[[ Listed entries open ]]

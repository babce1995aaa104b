use strike_shared::*;
use thiserror::Error;

use crate::arena::{can_turret_fire, projectile_location};
use crate::controller::{RocketController, TurretController};
use crate::movement::move_objects;
use crate::result::Referee;
use crate::sandbox::{RocketSandbox, Sandbox, Side, TickReport, TurretSandbox};

#[derive(Debug, Error)]
pub enum GameError {
    #[error("{side} controller failed: {message}")]
    ControllerFault { side: Side, message: String },
    #[error("invalid game state: {0}")]
    InvalidState(String),
}

#[derive(Debug, Clone, Copy, PartialEq, Eq)]
pub enum StepOutcome {
    Running,
    Finished(Cause),
}

/// Owns the world and both sandboxed controllers, advancing one tick per `step`.
pub struct Game {
    world: World,
    sandbox: Sandbox,
    referee: Referee,
    tick: u32,
    last_report: Option<TickReport>,
}

impl Game {
    /// Built-in strategies on both sides.
    pub fn new(
        parameters: Parameters,
        history: History,
        rocket_settings: ControllerSettings,
        turret_settings: ControllerSettings,
    ) -> Result<Self, GameError> {
        Self::from_sandbox(
            World::new(parameters, history),
            Sandbox::with_settings(rocket_settings, turret_settings),
        )
    }

    /// Player strategies in the player slots; the settings choose which side uses them.
    pub fn with_controllers(
        parameters: Parameters,
        history: History,
        rocket: Box<dyn RocketController>,
        rocket_settings: ControllerSettings,
        turret: Box<dyn TurretController>,
        turret_settings: ControllerSettings,
    ) -> Result<Self, GameError> {
        Self::from_sandbox(
            World::new(parameters, history),
            Sandbox::new(
                RocketSandbox::new(rocket, rocket_settings),
                TurretSandbox::new(turret, turret_settings),
            ),
        )
    }

    pub fn from_config(
        config: &GameConfig,
        rocket: Box<dyn RocketController>,
        turret: Box<dyn TurretController>,
    ) -> Result<Self, GameError> {
        Self::with_controllers(
            config.parameters(),
            config.history(),
            rocket,
            config.rocket_settings(),
            turret,
            config.turret_settings(),
        )
    }

    fn from_sandbox(world: World, sandbox: Sandbox) -> Result<Self, GameError> {
        check_history(&world.history)?;
        Ok(Self {
            world,
            sandbox,
            referee: Referee::new(),
            tick: 0,
            last_report: None,
        })
    }

    /// Advance one tick.
    ///
    /// 1. Consult both controllers through the sandbox
    /// 2. End the game on any integrity failure, before anything moves
    /// 3. Move the rocket, projectiles and turret
    /// 4. Check bounds, collisions and the clock
    pub fn step(&mut self) -> Result<StepOutcome, GameError> {
        if let Some(cause) = self.referee.cause() {
            return Ok(StepOutcome::Finished(cause));
        }

        let report = self.sandbox.process_inputs(&mut self.world)?;
        let integrity = self.referee.check_controllers(&report);
        self.last_report = Some(report);
        if let Some(cause) = integrity {
            return Ok(StepOutcome::Finished(cause));
        }

        move_objects(&mut self.world);
        self.tick += 1;

        Ok(match self.referee.check_world(&self.world) {
            Some(cause) => StepOutcome::Finished(cause),
            None => StepOutcome::Running,
        })
    }

    pub fn world(&self) -> &World {
        &self.world
    }

    pub fn cause(&self) -> Option<Cause> {
        self.referee.cause()
    }

    pub fn winner(&self) -> Option<Winner> {
        self.referee.winner()
    }

    /// Ticks integrated so far.
    pub fn tick(&self) -> u32 {
        self.tick
    }

    pub fn last_report(&self) -> Option<&TickReport> {
        self.last_report.as_ref()
    }

    pub fn rocket_controller(&self) -> &str {
        self.sandbox.rocket.name()
    }

    pub fn turret_controller(&self) -> &str {
        self.sandbox.turret.name()
    }

    pub fn frame(&self) -> Frame {
        let world = &self.world;
        let rocket = world.history.rocket.location();
        let projectiles = world
            .history
            .active_projectiles()
            .map(|p| {
                let location = projectile_location(world, p);
                ProjectileSnapshot {
                    x: location.x,
                    y: location.y,
                    angle: p.firing_angle,
                }
            })
            .collect();

        Frame {
            tick: self.tick,
            time: world.history.time,
            rocket_x: rocket.x,
            rocket_y: rocket.y,
            rocket_angle: world.history.rocket.angle(),
            rocket_inputs: world.history.rocket.last_inputs(),
            turret_angle: world.history.turret.angle(),
            turret_ready: can_turret_fire(world),
            projectiles,
        }
    }

    /// Upper bound on ticks: the clock check ends every game well before this.
    pub fn tick_limit(&self) -> u32 {
        let time = &self.world.parameters.time;
        (time.max_game_time / time.timestep).ceil() as u32 + 2
    }
}

fn check_history(history: &History) -> Result<(), GameError> {
    let rocket = &history.rocket;
    if rocket.locations.is_empty() || rocket.angles.is_empty() {
        return Err(GameError::InvalidState("rocket history has no starting pose".into()));
    }
    if rocket.locations.len() != rocket.angles.len() {
        return Err(GameError::InvalidState(format!(
            "rocket history has {} locations but {} angles",
            rocket.locations.len(),
            rocket.angles.len()
        )));
    }
    if history.turret.angles.is_empty() {
        return Err(GameError::InvalidState("turret history has no starting angle".into()));
    }
    Ok(())
}

/// Run a game from a configuration to completion.
pub fn run_game(
    config: &GameConfig,
    rocket: Box<dyn RocketController>,
    turret: Box<dyn TurretController>,
) -> Result<Replay, GameError> {
    let mut game = Game::from_config(config, rocket, turret)?;
    let limit = game.tick_limit();
    let mut frames = vec![game.frame()];

    let cause = loop {
        let outcome = game.step()?;

        if let StepOutcome::Finished(cause) = outcome {
            if frames.last().map(|f| f.tick) != Some(game.tick()) {
                frames.push(game.frame());
            }
            break cause;
        }

        if game.tick() % FRAME_INTERVAL == 0 {
            frames.push(game.frame());
        }

        if game.tick() >= limit {
            return Err(GameError::InvalidState(format!(
                "no result after {limit} ticks"
            )));
        }
    };

    log::debug!("game finished after {} ticks: {cause}", game.tick());

    Ok(Replay {
        rocket_controller: game.rocket_controller().to_string(),
        turret_controller: game.turret_controller().to_string(),
        parameters: game.world().parameters.clone(),
        frames,
        shot_times: game.world().history.turret.when_fired.clone(),
        result: GameResult {
            cause,
            winner: cause.winner(),
            description: cause.description().to_string(),
            final_tick: game.tick(),
            final_time: game.world().history.time,
        },
    })
}

#[cfg(test)]
mod tests {
    use super::*;
    use crate::controller::{IdleRocket, IdleTurret};

    fn idle_config() -> GameConfig {
        let mut config = GameConfig::default();
        config.controllers.rocket_active_controller = ActiveController::Player;
        config.controllers.turret_active_controller = ActiveController::Player;
        config
    }

    #[test]
    fn test_idle_game_runs_out_the_clock() {
        let mut config = idle_config();
        config.time.max_game_time = 2.0;
        let replay = run_game(&config, Box::new(IdleRocket), Box::new(IdleTurret)).unwrap();

        assert_eq!(replay.result.cause, Cause::GameTimeExceeded);
        assert_eq!(replay.result.winner, Winner::Draw);
        assert_eq!(replay.rocket_controller, "idle");
        assert_eq!(replay.frames.first().map(|f| f.tick), Some(0));
        assert_eq!(replay.frames.last().map(|f| f.tick), Some(replay.result.final_tick));
        assert!(replay.result.final_time > 1.9 - 1e-9);
    }

    #[test]
    fn test_default_game_finishes() {
        let replay = run_game(
            &GameConfig::default(),
            Box::new(IdleRocket),
            Box::new(IdleTurret),
        )
        .unwrap();
        assert_eq!(replay.rocket_controller, "default");
        assert!(replay.result.final_tick > 0);
        assert!(!replay.frames.is_empty());
    }

    #[test]
    fn test_step_after_finish_does_not_advance() {
        let mut config = idle_config();
        config.time.max_game_time = 0.5;
        let mut game =
            Game::from_config(&config, Box::new(IdleRocket), Box::new(IdleTurret)).unwrap();

        let cause = loop {
            if let StepOutcome::Finished(cause) = game.step().unwrap() {
                break cause;
            }
        };
        let tick = game.tick();
        let time = game.world().history.time;

        assert_eq!(game.step().unwrap(), StepOutcome::Finished(cause));
        assert_eq!(game.tick(), tick);
        assert_eq!(game.world().history.time, time);
        assert_eq!(game.cause(), Some(cause));
    }

    #[test]
    fn test_empty_history_is_rejected() {
        let config = GameConfig::default();
        let mut history = config.history();
        history.rocket.locations.clear();
        let result = Game::new(
            config.parameters(),
            history,
            config.rocket_settings(),
            config.turret_settings(),
        );
        assert!(matches!(result, Err(GameError::InvalidState(_))));
    }

    #[test]
    fn test_frame_reflects_world() {
        let config = idle_config();
        let mut game =
            Game::from_config(&config, Box::new(IdleRocket), Box::new(IdleTurret)).unwrap();
        let frame = game.frame();
        assert_eq!(frame.tick, 0);
        assert_eq!((frame.rocket_x, frame.rocket_y), (-80.0, 50.0));
        assert!(frame.rocket_inputs.is_none());
        assert!(frame.turret_ready);

        game.step().unwrap();
        let frame = game.frame();
        assert_eq!(frame.tick, 1);
        assert_eq!(frame.rocket_inputs, Some(RocketInputs::none()));
        assert!(game.last_report().is_some_and(|r| r.committed));
    }
}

[[ Listed entries closed ]]

Work instruction. Using the entries above, say how many lines include the word "Option", with no other output.

Written response. 4